Data records: Begin
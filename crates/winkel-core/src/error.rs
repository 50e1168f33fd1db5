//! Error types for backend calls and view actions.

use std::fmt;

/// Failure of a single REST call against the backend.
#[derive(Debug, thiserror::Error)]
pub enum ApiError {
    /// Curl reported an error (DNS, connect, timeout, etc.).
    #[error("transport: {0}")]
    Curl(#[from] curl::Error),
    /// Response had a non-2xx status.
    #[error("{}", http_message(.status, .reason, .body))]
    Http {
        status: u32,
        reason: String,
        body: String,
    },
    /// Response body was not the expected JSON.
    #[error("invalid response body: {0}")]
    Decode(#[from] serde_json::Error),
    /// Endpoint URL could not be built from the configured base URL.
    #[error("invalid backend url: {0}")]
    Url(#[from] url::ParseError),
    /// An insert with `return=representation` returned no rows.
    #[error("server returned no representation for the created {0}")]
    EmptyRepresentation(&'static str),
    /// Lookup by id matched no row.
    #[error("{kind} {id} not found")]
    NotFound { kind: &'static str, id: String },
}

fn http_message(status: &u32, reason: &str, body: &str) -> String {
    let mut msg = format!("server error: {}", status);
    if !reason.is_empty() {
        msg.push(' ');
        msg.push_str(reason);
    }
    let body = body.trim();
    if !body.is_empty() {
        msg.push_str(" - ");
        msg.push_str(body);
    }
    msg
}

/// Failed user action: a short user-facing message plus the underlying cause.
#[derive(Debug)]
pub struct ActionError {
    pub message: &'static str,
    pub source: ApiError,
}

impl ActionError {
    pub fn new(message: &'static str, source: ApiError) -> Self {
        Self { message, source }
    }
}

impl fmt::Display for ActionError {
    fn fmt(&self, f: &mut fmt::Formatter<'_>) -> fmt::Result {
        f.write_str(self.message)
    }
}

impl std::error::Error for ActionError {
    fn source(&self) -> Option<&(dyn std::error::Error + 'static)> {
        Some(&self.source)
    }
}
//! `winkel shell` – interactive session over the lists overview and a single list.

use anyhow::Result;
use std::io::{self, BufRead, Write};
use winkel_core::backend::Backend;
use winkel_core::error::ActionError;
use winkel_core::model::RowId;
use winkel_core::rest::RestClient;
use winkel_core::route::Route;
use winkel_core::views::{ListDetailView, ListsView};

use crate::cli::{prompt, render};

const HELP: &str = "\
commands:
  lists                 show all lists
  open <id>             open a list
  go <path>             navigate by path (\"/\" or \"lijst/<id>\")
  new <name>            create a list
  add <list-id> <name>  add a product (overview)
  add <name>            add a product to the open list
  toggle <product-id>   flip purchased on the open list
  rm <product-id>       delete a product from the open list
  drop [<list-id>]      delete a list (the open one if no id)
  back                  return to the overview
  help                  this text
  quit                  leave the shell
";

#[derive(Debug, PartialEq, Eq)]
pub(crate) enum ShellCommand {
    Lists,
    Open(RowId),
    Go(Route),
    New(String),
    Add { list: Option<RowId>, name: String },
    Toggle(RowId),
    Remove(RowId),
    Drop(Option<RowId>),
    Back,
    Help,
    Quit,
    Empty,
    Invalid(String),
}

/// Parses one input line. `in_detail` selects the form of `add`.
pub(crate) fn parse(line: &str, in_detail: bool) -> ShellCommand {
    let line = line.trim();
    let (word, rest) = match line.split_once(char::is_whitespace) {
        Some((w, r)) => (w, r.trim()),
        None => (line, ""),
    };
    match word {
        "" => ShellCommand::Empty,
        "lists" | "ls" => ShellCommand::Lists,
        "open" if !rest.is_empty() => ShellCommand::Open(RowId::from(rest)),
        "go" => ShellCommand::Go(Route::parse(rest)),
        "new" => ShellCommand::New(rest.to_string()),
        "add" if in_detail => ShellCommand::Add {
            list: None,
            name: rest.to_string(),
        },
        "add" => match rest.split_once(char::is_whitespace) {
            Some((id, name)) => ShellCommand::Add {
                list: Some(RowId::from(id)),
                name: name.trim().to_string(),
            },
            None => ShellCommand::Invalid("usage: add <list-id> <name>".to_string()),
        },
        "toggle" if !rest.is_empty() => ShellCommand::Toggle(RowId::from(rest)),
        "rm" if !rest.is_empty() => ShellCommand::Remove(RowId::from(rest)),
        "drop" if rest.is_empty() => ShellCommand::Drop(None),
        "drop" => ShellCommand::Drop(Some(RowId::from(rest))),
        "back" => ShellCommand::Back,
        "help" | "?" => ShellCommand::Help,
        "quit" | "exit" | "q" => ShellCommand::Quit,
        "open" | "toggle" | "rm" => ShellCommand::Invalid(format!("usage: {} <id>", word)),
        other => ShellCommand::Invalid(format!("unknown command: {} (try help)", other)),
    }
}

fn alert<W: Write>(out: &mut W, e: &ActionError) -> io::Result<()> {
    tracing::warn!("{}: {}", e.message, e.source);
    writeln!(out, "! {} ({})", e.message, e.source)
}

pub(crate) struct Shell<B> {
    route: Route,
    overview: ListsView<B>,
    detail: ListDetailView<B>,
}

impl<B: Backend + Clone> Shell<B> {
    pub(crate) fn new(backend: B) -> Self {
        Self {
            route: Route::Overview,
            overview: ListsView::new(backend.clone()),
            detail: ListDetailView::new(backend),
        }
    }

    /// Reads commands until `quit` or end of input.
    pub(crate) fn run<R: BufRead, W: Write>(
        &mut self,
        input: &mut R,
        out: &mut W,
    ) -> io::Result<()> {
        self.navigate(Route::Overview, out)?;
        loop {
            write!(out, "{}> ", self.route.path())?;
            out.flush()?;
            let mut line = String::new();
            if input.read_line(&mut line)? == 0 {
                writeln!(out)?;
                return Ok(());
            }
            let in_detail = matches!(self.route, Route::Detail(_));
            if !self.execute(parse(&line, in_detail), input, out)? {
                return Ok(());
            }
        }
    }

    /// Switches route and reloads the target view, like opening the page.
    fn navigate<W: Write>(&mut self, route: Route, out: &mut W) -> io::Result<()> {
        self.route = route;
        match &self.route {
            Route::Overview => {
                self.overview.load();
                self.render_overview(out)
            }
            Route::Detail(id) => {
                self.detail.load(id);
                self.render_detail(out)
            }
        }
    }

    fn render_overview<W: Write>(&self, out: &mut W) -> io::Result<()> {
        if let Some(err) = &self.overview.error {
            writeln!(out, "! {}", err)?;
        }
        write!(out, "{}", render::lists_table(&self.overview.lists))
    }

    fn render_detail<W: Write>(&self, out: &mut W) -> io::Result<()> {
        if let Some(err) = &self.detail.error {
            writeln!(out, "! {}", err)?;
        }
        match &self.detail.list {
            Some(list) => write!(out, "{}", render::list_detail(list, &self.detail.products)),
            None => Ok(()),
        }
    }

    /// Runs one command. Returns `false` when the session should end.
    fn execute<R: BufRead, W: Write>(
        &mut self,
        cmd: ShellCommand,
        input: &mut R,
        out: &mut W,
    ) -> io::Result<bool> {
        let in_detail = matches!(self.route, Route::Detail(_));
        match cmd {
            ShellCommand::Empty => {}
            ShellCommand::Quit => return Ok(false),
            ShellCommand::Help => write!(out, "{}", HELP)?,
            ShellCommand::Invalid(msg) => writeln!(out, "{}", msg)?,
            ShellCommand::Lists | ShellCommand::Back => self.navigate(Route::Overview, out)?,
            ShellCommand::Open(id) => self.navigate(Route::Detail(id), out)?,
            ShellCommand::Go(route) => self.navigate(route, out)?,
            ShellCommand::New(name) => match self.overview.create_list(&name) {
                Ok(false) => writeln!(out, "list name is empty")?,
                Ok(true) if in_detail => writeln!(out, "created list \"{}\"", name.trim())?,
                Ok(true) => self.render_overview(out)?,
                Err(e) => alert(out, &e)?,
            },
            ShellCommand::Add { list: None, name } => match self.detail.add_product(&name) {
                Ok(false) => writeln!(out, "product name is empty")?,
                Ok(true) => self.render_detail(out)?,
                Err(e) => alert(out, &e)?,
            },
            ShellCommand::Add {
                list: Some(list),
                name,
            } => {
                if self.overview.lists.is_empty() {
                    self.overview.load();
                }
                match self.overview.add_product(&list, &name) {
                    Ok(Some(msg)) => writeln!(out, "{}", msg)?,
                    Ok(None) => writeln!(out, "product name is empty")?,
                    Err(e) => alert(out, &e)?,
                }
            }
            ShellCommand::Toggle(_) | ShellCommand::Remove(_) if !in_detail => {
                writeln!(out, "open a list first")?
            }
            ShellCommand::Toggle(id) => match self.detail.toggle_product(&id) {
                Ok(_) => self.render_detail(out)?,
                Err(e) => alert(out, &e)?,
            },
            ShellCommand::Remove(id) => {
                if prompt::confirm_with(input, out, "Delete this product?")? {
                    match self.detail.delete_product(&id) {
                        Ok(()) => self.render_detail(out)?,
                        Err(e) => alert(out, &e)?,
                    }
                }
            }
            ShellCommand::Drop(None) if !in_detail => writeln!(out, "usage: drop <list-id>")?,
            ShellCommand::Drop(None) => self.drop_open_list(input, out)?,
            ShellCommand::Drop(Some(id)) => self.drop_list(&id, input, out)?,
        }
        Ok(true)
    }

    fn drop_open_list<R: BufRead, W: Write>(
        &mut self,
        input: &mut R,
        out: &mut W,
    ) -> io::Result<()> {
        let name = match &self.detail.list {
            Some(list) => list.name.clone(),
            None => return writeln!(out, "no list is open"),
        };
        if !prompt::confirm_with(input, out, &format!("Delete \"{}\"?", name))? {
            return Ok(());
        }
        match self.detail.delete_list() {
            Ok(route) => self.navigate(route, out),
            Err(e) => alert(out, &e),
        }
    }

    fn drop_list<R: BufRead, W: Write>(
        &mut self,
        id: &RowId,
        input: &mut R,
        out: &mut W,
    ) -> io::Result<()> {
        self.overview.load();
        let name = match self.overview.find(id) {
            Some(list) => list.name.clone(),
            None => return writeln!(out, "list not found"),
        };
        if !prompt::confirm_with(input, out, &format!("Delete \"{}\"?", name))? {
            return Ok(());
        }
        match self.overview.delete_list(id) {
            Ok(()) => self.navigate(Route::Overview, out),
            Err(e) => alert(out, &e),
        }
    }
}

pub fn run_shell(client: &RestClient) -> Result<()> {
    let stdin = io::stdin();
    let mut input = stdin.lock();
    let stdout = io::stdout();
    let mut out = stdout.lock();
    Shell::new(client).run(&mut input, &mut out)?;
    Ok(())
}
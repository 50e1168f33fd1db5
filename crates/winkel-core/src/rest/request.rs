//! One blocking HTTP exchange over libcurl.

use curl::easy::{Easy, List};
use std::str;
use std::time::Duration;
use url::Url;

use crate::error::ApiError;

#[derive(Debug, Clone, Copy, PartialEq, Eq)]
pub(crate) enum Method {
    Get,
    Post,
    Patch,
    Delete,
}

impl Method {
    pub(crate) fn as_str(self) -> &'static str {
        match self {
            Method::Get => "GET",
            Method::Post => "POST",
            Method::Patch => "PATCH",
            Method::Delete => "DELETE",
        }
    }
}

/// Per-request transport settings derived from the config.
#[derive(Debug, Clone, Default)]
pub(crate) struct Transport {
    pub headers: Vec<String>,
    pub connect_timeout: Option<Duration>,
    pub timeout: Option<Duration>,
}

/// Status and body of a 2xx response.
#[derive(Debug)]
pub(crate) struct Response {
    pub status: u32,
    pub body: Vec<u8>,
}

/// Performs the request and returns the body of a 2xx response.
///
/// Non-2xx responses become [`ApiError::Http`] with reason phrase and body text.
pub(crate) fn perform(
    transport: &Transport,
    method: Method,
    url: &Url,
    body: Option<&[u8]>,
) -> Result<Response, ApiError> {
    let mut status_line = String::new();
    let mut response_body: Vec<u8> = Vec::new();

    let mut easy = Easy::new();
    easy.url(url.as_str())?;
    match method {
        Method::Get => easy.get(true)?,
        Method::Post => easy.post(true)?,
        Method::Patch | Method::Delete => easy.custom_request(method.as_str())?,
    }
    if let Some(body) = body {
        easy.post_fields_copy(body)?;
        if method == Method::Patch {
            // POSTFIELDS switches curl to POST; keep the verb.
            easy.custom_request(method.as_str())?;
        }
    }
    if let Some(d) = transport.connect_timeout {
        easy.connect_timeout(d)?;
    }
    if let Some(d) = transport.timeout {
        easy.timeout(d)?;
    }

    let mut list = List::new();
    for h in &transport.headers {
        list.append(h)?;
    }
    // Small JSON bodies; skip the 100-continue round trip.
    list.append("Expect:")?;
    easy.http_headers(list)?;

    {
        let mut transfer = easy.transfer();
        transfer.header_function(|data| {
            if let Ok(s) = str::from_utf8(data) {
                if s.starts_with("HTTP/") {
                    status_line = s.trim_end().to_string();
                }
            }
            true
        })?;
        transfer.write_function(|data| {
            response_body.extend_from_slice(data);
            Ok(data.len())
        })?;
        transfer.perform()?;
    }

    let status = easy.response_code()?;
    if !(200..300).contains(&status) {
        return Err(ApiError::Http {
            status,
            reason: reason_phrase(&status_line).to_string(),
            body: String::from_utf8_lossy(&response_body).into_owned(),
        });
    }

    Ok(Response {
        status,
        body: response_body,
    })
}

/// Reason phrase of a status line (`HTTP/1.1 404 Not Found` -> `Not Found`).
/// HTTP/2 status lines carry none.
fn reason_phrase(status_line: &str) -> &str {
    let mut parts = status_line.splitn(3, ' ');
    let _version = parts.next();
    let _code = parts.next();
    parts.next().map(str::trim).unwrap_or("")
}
Data records: End
§ **Problem requirements**:
Across the records above, tally the lines that contain "path" and return the number alone.

§ **Exercise result**:
2